Task statement: Copy each line in the data below that contains the word "absent".

Task inputs:

____________________

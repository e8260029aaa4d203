// ⚠️ Error taxonomy for the master build
// Date parse failures never reach this type: they degrade to an absent date.

use thiserror::Error;

#[derive(Error, Debug)]
pub enum PipelineError {
    /// A column the scoring rules read is absent from every source batch
    #[error("Missing required column: {0}")]
    MissingColumn(String),

    #[error("I/O error: {0}")]
    Io(#[from] std::io::Error),

    /// Reading one extract failed; names the file so the bad one can be pulled
    #[error("Failed to read extract {file}: {source}")]
    Extract {
        file: String,
        #[source]
        source: csv::Error,
    },

    #[error("CSV error: {0}")]
    Csv(#[from] csv::Error),

    #[error("Configuration error: {0}")]
    Config(String),

    #[error("TOML deserialization failed: {0}")]
    Toml(#[from] toml::de::Error),
}

pub type Result<T> = std::result::Result<T, PipelineError>;
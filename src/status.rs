// 🤰 Status Classifier - pregnancy / child status from survey markers
// Presence test only: any non-empty S1/S2 cell counts, whatever it says.

use crate::error::Result;
use crate::pipeline::{RunContext, Stage};
use crate::record::{Record, COL_S1, COL_S2};
use serde::{Deserialize, Serialize};
use tracing::debug;

#[derive(Debug, Clone, Copy, PartialEq, Eq, Hash, Serialize, Deserialize)]
pub enum PregnancyStatus {
    /// S1 answered
    Pregnant,
    /// S2 answered (and S1 not)
    HasChild,
    Unknown,
}

impl PregnancyStatus {
    /// Label written to the master file
    pub fn label(&self) -> &str {
        match self {
            PregnancyStatus::Pregnant => "Pregnant",
            PregnancyStatus::HasChild => "Has_Child",
            PregnancyStatus::Unknown => "Unknown",
        }
    }
}

/// S1 wins over S2; neither means Unknown
pub fn classify(record: &Record) -> PregnancyStatus {
    if record.has_cell(COL_S1) {
        return PregnancyStatus::Pregnant;
    }

    if record.has_cell(COL_S2) {
        return PregnancyStatus::HasChild;
    }

    PregnancyStatus::Unknown
}

pub struct StatusClassifier;

impl Stage for StatusClassifier {
    fn name(&self) -> &str {
        "status_classifier"
    }

    fn apply(&self, records: Vec<Record>, _ctx: &RunContext) -> Result<Vec<Record>> {
        let records: Vec<Record> = records
            .into_iter()
            .map(|mut record| {
                record.status = classify(&record);
                record
            })
            .collect();

        debug!(
            pregnant = records.iter().filter(|r| r.status == PregnancyStatus::Pregnant).count(),
            has_child = records.iter().filter(|r| r.status == PregnancyStatus::HasChild).count(),
            "Classified pregnancy status"
        );

        Ok(records)
    }
}
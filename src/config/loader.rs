//! Configuration loading from disk, the command line and the environment.

use std::fs;
use std::path::{Path, PathBuf};

use clap::Parser;

use crate::config::schema::GatewayConfig;
use crate::config::validation::{validate_config, ValidationError};

/// Error type for configuration loading.
#[derive(Debug, thiserror::Error)]
pub enum ConfigError {
    #[error("IO error: {0}")]
    Io(#[from] std::io::Error),
    #[error("Parse error: {0}")]
    Parse(#[from] toml::de::Error),
    #[error("Validation failed: {}", join_errors(.0))]
    Validation(Vec<ValidationError>),
}

fn join_errors(errors: &[ValidationError]) -> String {
    errors
        .iter()
        .map(ToString::to_string)
        .collect::<Vec<_>>()
        .join(", ")
}

/// Command line of the gateway binary.
///
/// Each flag falls back to the environment variable of the same meaning, and
/// anything set here wins over the config file.
#[derive(Debug, Clone, Default, Parser)]
#[command(name = "upgrade-gateway")]
#[command(about = "Forwarding gateway with protocol-upgrade tunnelling", long_about = None)]
pub struct Cli {
    /// Optional TOML config file.
    #[arg(short, long, env = "GATEWAY_CONFIG")]
    pub config: Option<PathBuf>,

    /// Address to listen on (":12345" binds every interface).
    #[arg(long, env = "LISTEN_ADDR")]
    pub listen_addr: Option<String>,

    /// Upstream base URL.
    #[arg(long, env = "API_SERVER")]
    pub api_server: Option<String>,

    /// Basic-auth user for outbound requests.
    #[arg(long, env = "USERNAME")]
    pub username: Option<String>,

    /// Basic-auth password for outbound requests.
    #[arg(long, env = "PASSWORD", hide_env_values = true)]
    pub password: Option<String>,
}

impl Cli {
    /// Copy every value that was set onto `config`.
    pub fn apply(&self, config: &mut GatewayConfig) {
        if let Some(addr) = &self.listen_addr {
            config.listener.bind_address = addr.clone();
        }
        if let Some(server) = &self.api_server {
            config.upstream.api_server = server.clone();
        }
        if let Some(username) = &self.username {
            config.upstream.username = username.clone();
        }
        if let Some(password) = &self.password {
            config.upstream.password = password.clone();
        }
    }
}

/// Load and validate configuration from a TOML file.
pub fn load_config(path: &Path) -> Result<GatewayConfig, ConfigError> {
    let content = fs::read_to_string(path)?;
    let config: GatewayConfig = toml::from_str(&content)?;

    validate_config(&config).map_err(ConfigError::Validation)?;

    Ok(config)
}

/// Build the effective configuration: defaults, then the file, then the CLI/env.
pub fn resolve_config(cli: &Cli) -> Result<GatewayConfig, ConfigError> {
    let mut config = match &cli.config {
        Some(path) => {
            let content = fs::read_to_string(path)?;
            toml::from_str(&content)?
        }
        None => GatewayConfig::default(),
    };
    cli.apply(&mut config);

    validate_config(&config).map_err(ConfigError::Validation)?;

    Ok(config)
}
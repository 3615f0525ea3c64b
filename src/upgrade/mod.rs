//! Protocol-upgrade subsystem.
//!
//! # Data Flow
//! ```text
//! inbound headers
//!     → handshake.rs (classify: Upgrade / NotUpgrade)
//!     → client.rs (upgrade round-trip with the upstream)
//!     → handshake.rs (101 Switching Protocols + upstream headers to the client)
//!     → tunnel.rs (byte pump until either side is done)
//! ```
//!
//! # Design Decisions
//! - The tunnel is byte-transparent and does not care which protocol was negotiated
//! - The client never sees a 101 before the upstream has sent one

pub mod client;
pub mod handshake;
pub mod tunnel;

pub use client::{UpgradeOutcome, UpstreamConnection, UpstreamUpgradeClient};
pub use handshake::{classify, ServerHandshaker, SwitchingProtocols, UpgradeDecision};
pub use tunnel::{ClosedBy, Direction, DirectionEnd, DirectionReport, TunnelPump, TunnelReport};
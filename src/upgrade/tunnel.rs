//! Full-duplex byte tunnel between the client and the upstream.
//!
//! # Data Flow
//! ```text
//!            ┌──────── client → upstream task ────────┐
//! client ────┤                                        ├──── upstream
//!            └──────── upstream → client task ────────┘
//!                         │            │
//!                 first to finish fires the close signal
//!                         │            │
//!              both tasks drop their halves (both legs closed)
//!                         │            │
//!                  run() returns after joining both
//! ```
//!
//! # Design Decisions
//! - Exactly two spawned tasks per tunnel, one per direction
//! - EOF and error are treated alike: either one ends the whole tunnel
//! - Payload bytes are never inspected; only one buffer per direction is in flight
//! - The optional idle watchdog runs in the caller's task, not a third task

use std::io;
use std::sync::atomic::{AtomicU64, Ordering};
use std::sync::Arc;
use std::time::{Duration, Instant};

use tokio::io::{AsyncRead, AsyncReadExt, AsyncWrite, AsyncWriteExt, ReadHalf, WriteHalf};
use tokio::sync::watch;

/// Upper bound on the final half-close of a leg.
const SHUTDOWN_GRACE: Duration = Duration::from_secs(1);

/// Direction of a copy loop.
#[derive(Debug, Clone, Copy, PartialEq, Eq)]
pub enum Direction {
    ClientToUpstream,
    UpstreamToClient,
}

impl Direction {
    pub fn as_str(&self) -> &'static str {
        match self {
            Direction::ClientToUpstream => "client_to_upstream",
            Direction::UpstreamToClient => "upstream_to_client",
        }
    }
}

impl std::fmt::Display for Direction {
    fn fmt(&self, f: &mut std::fmt::Formatter<'_>) -> std::fmt::Result {
        f.write_str(self.as_str())
    }
}

/// Why a tunnel started tearing down.
#[derive(Debug, Clone, Copy, PartialEq, Eq)]
pub enum ClosedBy {
    /// This direction's copy loop ended first.
    Direction(Direction),
    /// No bytes moved in either direction for the idle timeout.
    IdleTimeout,
}

/// How one copy loop ended.
#[derive(Debug, Clone, PartialEq, Eq)]
pub enum DirectionEnd {
    /// The source reached end-of-stream.
    Eof,
    /// Reading or writing failed.
    Error(io::ErrorKind),
    /// Stopped because the tunnel was closing.
    Closed,
    /// The copy task panicked or was cancelled.
    Aborted,
}

/// Outcome of one direction.
#[derive(Debug, Clone, PartialEq, Eq)]
pub struct DirectionReport {
    pub bytes: u64,
    pub end: DirectionEnd,
}

/// What a finished tunnel did.
#[derive(Debug, Clone, PartialEq, Eq)]
pub struct TunnelReport {
    pub client_to_upstream: DirectionReport,
    pub upstream_to_client: DirectionReport,
    pub closed_by: ClosedBy,
    pub duration: Duration,
}

/// One-shot "tunnel is closing" signal shared by both directions.
///
/// Only the first `fire` takes effect; later calls are no-ops.
#[derive(Debug, Clone)]
struct CloseSignal {
    tx: Arc<watch::Sender<Option<ClosedBy>>>,
}

impl CloseSignal {
    fn new() -> Self {
        let (tx, _) = watch::channel(None);
        Self { tx: Arc::new(tx) }
    }

    /// Returns `true` if this call was the one that closed the tunnel.
    fn fire(&self, cause: ClosedBy) -> bool {
        self.tx.send_if_modified(|state| {
            if state.is_some() {
                false
            } else {
                *state = Some(cause);
                true
            }
        })
    }

    fn cause(&self) -> Option<ClosedBy> {
        *self.tx.borrow()
    }

    async fn closed(mut rx: watch::Receiver<Option<ClosedBy>>) {
        let _ = rx.wait_for(Option::is_some).await;
    }

    fn subscribe(&self) -> watch::Receiver<Option<ClosedBy>> {
        self.tx.subscribe()
    }
}

/// Copies bytes both ways between two live connections until one side is done.
#[derive(Debug, Clone)]
pub struct TunnelPump {
    buffer_size: usize,
    idle_timeout: Option<Duration>,
}

impl Default for TunnelPump {
    fn default() -> Self {
        Self {
            buffer_size: 8 * 1024,
            idle_timeout: None,
        }
    }
}

impl TunnelPump {
    pub fn new(buffer_size: usize, idle_timeout: Option<Duration>) -> Self {
        Self {
            buffer_size: buffer_size.max(1),
            idle_timeout,
        }
    }

    /// Run the tunnel to completion.
    ///
    /// Returns only after both copy loops have ended and both connections
    /// have been released.
    pub async fn run<C, U>(&self, client: C, upstream: U) -> TunnelReport
    where
        C: AsyncRead + AsyncWrite + Send + 'static,
        U: AsyncRead + AsyncWrite + Send + 'static,
    {
        let started = Instant::now();
        let (client_read, client_write) = tokio::io::split(client);
        let (upstream_read, upstream_write) = tokio::io::split(upstream);

        let signal = CloseSignal::new();
        let activity = Arc::new(AtomicU64::new(0));

        let client_to_upstream = tokio::spawn(pump_direction(
            Direction::ClientToUpstream,
            client_read,
            upstream_write,
            signal.clone(),
            Arc::clone(&activity),
            self.buffer_size,
        ));
        let upstream_to_client = tokio::spawn(pump_direction(
            Direction::UpstreamToClient,
            upstream_read,
            client_write,
            signal.clone(),
            Arc::clone(&activity),
            self.buffer_size,
        ));

        let mut both = Box::pin(async move { tokio::join!(client_to_upstream, upstream_to_client) });
        let (client_to_upstream, upstream_to_client) = match self.idle_timeout {
            None => both.await,
            Some(idle) => loop {
                let seen = activity.load(Ordering::Relaxed);
                tokio::select! {
                    joined = &mut both => break joined,
                    _ = tokio::time::sleep(idle) => {
                        if activity.load(Ordering::Relaxed) == seen && signal.fire(ClosedBy::IdleTimeout) {
                            tracing::debug!(idle_secs = idle.as_secs_f64(), "Tunnel idle, closing both legs");
                        }
                    }
                }
            },
        };

        let client_to_upstream = client_to_upstream.unwrap_or_else(aborted);
        let upstream_to_client = upstream_to_client.unwrap_or_else(aborted);
        // Both tasks have returned, so the signal was fired by one of them or by the watchdog.
        let closed_by = signal
            .cause()
            .unwrap_or(ClosedBy::Direction(Direction::ClientToUpstream));

        TunnelReport {
            client_to_upstream,
            upstream_to_client,
            closed_by,
            duration: started.elapsed(),
        }
    }
}

fn aborted(error: tokio::task::JoinError) -> DirectionReport {
    tracing::error!(error = %error, "Tunnel copy task aborted");
    DirectionReport {
        bytes: 0,
        end: DirectionEnd::Aborted,
    }
}

async fn pump_direction<R, W>(
    direction: Direction,
    mut reader: ReadHalf<R>,
    mut writer: WriteHalf<W>,
    signal: CloseSignal,
    activity: Arc<AtomicU64>,
    buffer_size: usize,
) -> DirectionReport
where
    R: AsyncRead,
    W: AsyncWrite,
{
    let mut bytes = 0u64;
    let closing = CloseSignal::closed(signal.subscribe());

    let end = tokio::select! {
        end = relay(&mut reader, &mut writer, &mut bytes, &activity, buffer_size) => end,
        _ = closing => DirectionEnd::Closed,
    };

    match &end {
        DirectionEnd::Error(kind) => {
            tracing::debug!(direction = %direction, bytes, error = ?kind, "Tunnel copy failed");
        }
        _ => tracing::debug!(direction = %direction, bytes, end = ?end, "Tunnel copy complete"),
    }

    if signal.fire(ClosedBy::Direction(direction)) {
        tracing::debug!(direction = %direction, "Closing both tunnel legs");
    }

    // A cancelled leg may hold buffered bytes for a peer that stopped reading;
    // it is only dropped. Dropping both halves closes the leg.
    if end != DirectionEnd::Closed {
        let _ = tokio::time::timeout(SHUTDOWN_GRACE, writer.shutdown()).await;
    }
    drop(reader);
    drop(writer);

    DirectionReport { bytes, end }
}

async fn relay<R, W>(
    reader: &mut R,
    writer: &mut W,
    bytes: &mut u64,
    activity: &AtomicU64,
    buffer_size: usize,
) -> DirectionEnd
where
    R: AsyncRead + Unpin,
    W: AsyncWrite + Unpin,
{
    let mut buf = vec![0u8; buffer_size];
    loop {
        let n = match reader.read(&mut buf).await {
            Ok(0) => return DirectionEnd::Eof,
            Ok(n) => n,
            Err(e) => return DirectionEnd::Error(e.kind()),
        };
        if let Err(e) = writer.write_all(&buf[..n]).await {
            return DirectionEnd::Error(e.kind());
        }
        if let Err(e) = writer.flush().await {
            return DirectionEnd::Error(e.kind());
        }
        *bytes += n as u64;
        activity.fetch_add(n as u64, Ordering::Relaxed);
    }
}

#[cfg(test)]
mod tests {
    use super::*;
    use tokio::io::duplex;

    const WAIT: Duration = Duration::from_secs(5);

    #[tokio::test]
    async fn relays_both_ways() {
        let (mut client, client_side) = duplex(1024);
        let (upstream_side, mut upstream) = duplex(1024);

        let pump = tokio::spawn(async move { TunnelPump::default().run(client_side, upstream_side).await });

        client.write_all(b"hello upstream").await.unwrap();
        let mut buf = [0u8; 14];
        upstream.read_exact(&mut buf).await.unwrap();
        assert_eq!(&buf, b"hello upstream");

        upstream.write_all(b"hi client").await.unwrap();
        let mut buf = [0u8; 9];
        client.read_exact(&mut buf).await.unwrap();
        assert_eq!(&buf, b"hi client");

        drop(client);
        let report = tokio::time::timeout(WAIT, pump).await.unwrap().unwrap();
        assert_eq!(report.client_to_upstream.bytes, 14);
        assert_eq!(report.upstream_to_client.bytes, 9);
    }

    #[tokio::test]
    async fn client_eof_unblocks_upstream_direction() {
        let (client, client_side) = duplex(1024);
        let (upstream_side, mut upstream) = duplex(1024);

        let pump = tokio::spawn(async move { TunnelPump::default().run(client_side, upstream_side).await });

        // Upstream never writes, so upstream → client stays blocked in read.
        drop(client);

        let report = tokio::time::timeout(WAIT, pump).await.unwrap().unwrap();
        assert_eq!(report.closed_by, ClosedBy::Direction(Direction::ClientToUpstream));
        assert_eq!(report.client_to_upstream.end, DirectionEnd::Eof);
        assert_eq!(report.upstream_to_client.end, DirectionEnd::Closed);

        // The upstream leg was closed by the tunnel.
        let mut rest = Vec::new();
        let read = tokio::time::timeout(WAIT, upstream.read_to_end(&mut rest)).await.unwrap().unwrap();
        assert_eq!(read, 0);
    }

    #[tokio::test]
    async fn upstream_close_ends_tunnel() {
        let (mut client, client_side) = duplex(1024);
        let (upstream_side, mut upstream) = duplex(1024);

        let pump = tokio::spawn(async move { TunnelPump::default().run(client_side, upstream_side).await });

        upstream.write_all(b"bye").await.unwrap();
        drop(upstream);

        let report = tokio::time::timeout(WAIT, pump).await.unwrap().unwrap();
        assert_eq!(report.closed_by, ClosedBy::Direction(Direction::UpstreamToClient));
        assert_eq!(report.upstream_to_client.bytes, 3);

        let mut rest = Vec::new();
        client.read_to_end(&mut rest).await.unwrap();
        assert_eq!(rest, b"bye");
    }

    #[tokio::test]
    async fn already_closed_legs_do_not_block() {
        let (client, client_side) = duplex(64);
        let (upstream_side, upstream) = duplex(64);
        drop(client);
        drop(upstream);

        let report = tokio::time::timeout(WAIT, TunnelPump::default().run(client_side, upstream_side))
            .await
            .unwrap();
        assert_eq!(report.client_to_upstream.bytes, 0);
        assert_eq!(report.upstream_to_client.bytes, 0);
    }

    #[tokio::test]
    async fn idle_watchdog_closes_both_legs() {
        let (_client, client_side) = duplex(64);
        let (upstream_side, _upstream) = duplex(64);

        let pump = TunnelPump::new(64, Some(Duration::from_millis(50)));
        let report = tokio::time::timeout(WAIT, pump.run(client_side, upstream_side))
            .await
            .unwrap();
        assert_eq!(report.closed_by, ClosedBy::IdleTimeout);
        assert_eq!(report.client_to_upstream.end, DirectionEnd::Closed);
        assert_eq!(report.upstream_to_client.end, DirectionEnd::Closed);
    }

    async fn flood(mut upstream: tokio::io::DuplexStream) {
        let _ = upstream.write_all(&[7u8; 32 * 1024]).await;
        // Stay connected so only the client side can end the tunnel.
        std::future::pending::<()>().await;
    }

    #[tokio::test]
    async fn stalled_buffered_client_does_not_block_teardown() {
        let (mut client, client_side) = duplex(1024);
        let (upstream_side, upstream) = duplex(1024);
        tokio::spawn(flood(upstream));

        let pump = tokio::spawn(async move {
            TunnelPump::default()
                .run(tokio::io::BufStream::new(client_side), upstream_side)
                .await
        });

        // The client never reads; the upstream → client leg is stuck writing.
        tokio::time::sleep(Duration::from_millis(50)).await;
        client.shutdown().await.unwrap();

        let report = tokio::time::timeout(WAIT, pump).await.unwrap().unwrap();
        assert_eq!(report.closed_by, ClosedBy::Direction(Direction::ClientToUpstream));
        assert_eq!(report.upstream_to_client.end, DirectionEnd::Closed);
        drop(client);
    }

    #[tokio::test]
    async fn idle_watchdog_tears_down_stalled_buffered_client() {
        let (client, client_side) = duplex(1024);
        let (upstream_side, upstream) = duplex(1024);
        tokio::spawn(flood(upstream));

        let pump = TunnelPump::new(8 * 1024, Some(Duration::from_millis(100)));
        let report = tokio::time::timeout(
            WAIT,
            pump.run(tokio::io::BufStream::new(client_side), upstream_side),
        )
        .await
        .unwrap();
        assert_eq!(report.closed_by, ClosedBy::IdleTimeout);
        drop(client);
    }

    #[test]
    fn close_signal_fires_once() {
        let signal = CloseSignal::new();
        assert!(signal.fire(ClosedBy::Direction(Direction::UpstreamToClient)));
        assert!(!signal.fire(ClosedBy::IdleTimeout));
        assert_eq!(
            signal.cause(),
            Some(ClosedBy::Direction(Direction::UpstreamToClient))
        );
    }
}
//! OS signal handling.
//!
//! SIGINT and SIGTERM both trigger a graceful shutdown.

use crate::lifecycle::Shutdown;

/// Wait for SIGINT or SIGTERM, then trigger `shutdown`.
pub async fn watch_signals(shutdown: Shutdown) {
    wait_for_signal().await;
    tracing::info!("Shutdown signal received");
    shutdown.trigger();
}

#[cfg(unix)]
async fn wait_for_signal() {
    use tokio::signal::unix::{signal, SignalKind};

    let mut terminate = match signal(SignalKind::terminate()) {
        Ok(stream) => stream,
        Err(e) => {
            tracing::warn!(error = %e, "Cannot listen for SIGTERM, only Ctrl+C will stop the gateway");
            let _ = tokio::signal::ctrl_c().await;
            return;
        }
    };
    tokio::select! {
        _ = tokio::signal::ctrl_c() => {}
        _ = terminate.recv() => {}
    }
}

#[cfg(not(unix))]
async fn wait_for_signal() {
    let _ = tokio::signal::ctrl_c().await;
}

____________________

Answer section:
// Date parse failures never reach this type: they degrade to an absent date.
    /// A column the scoring rules read is absent from every source batch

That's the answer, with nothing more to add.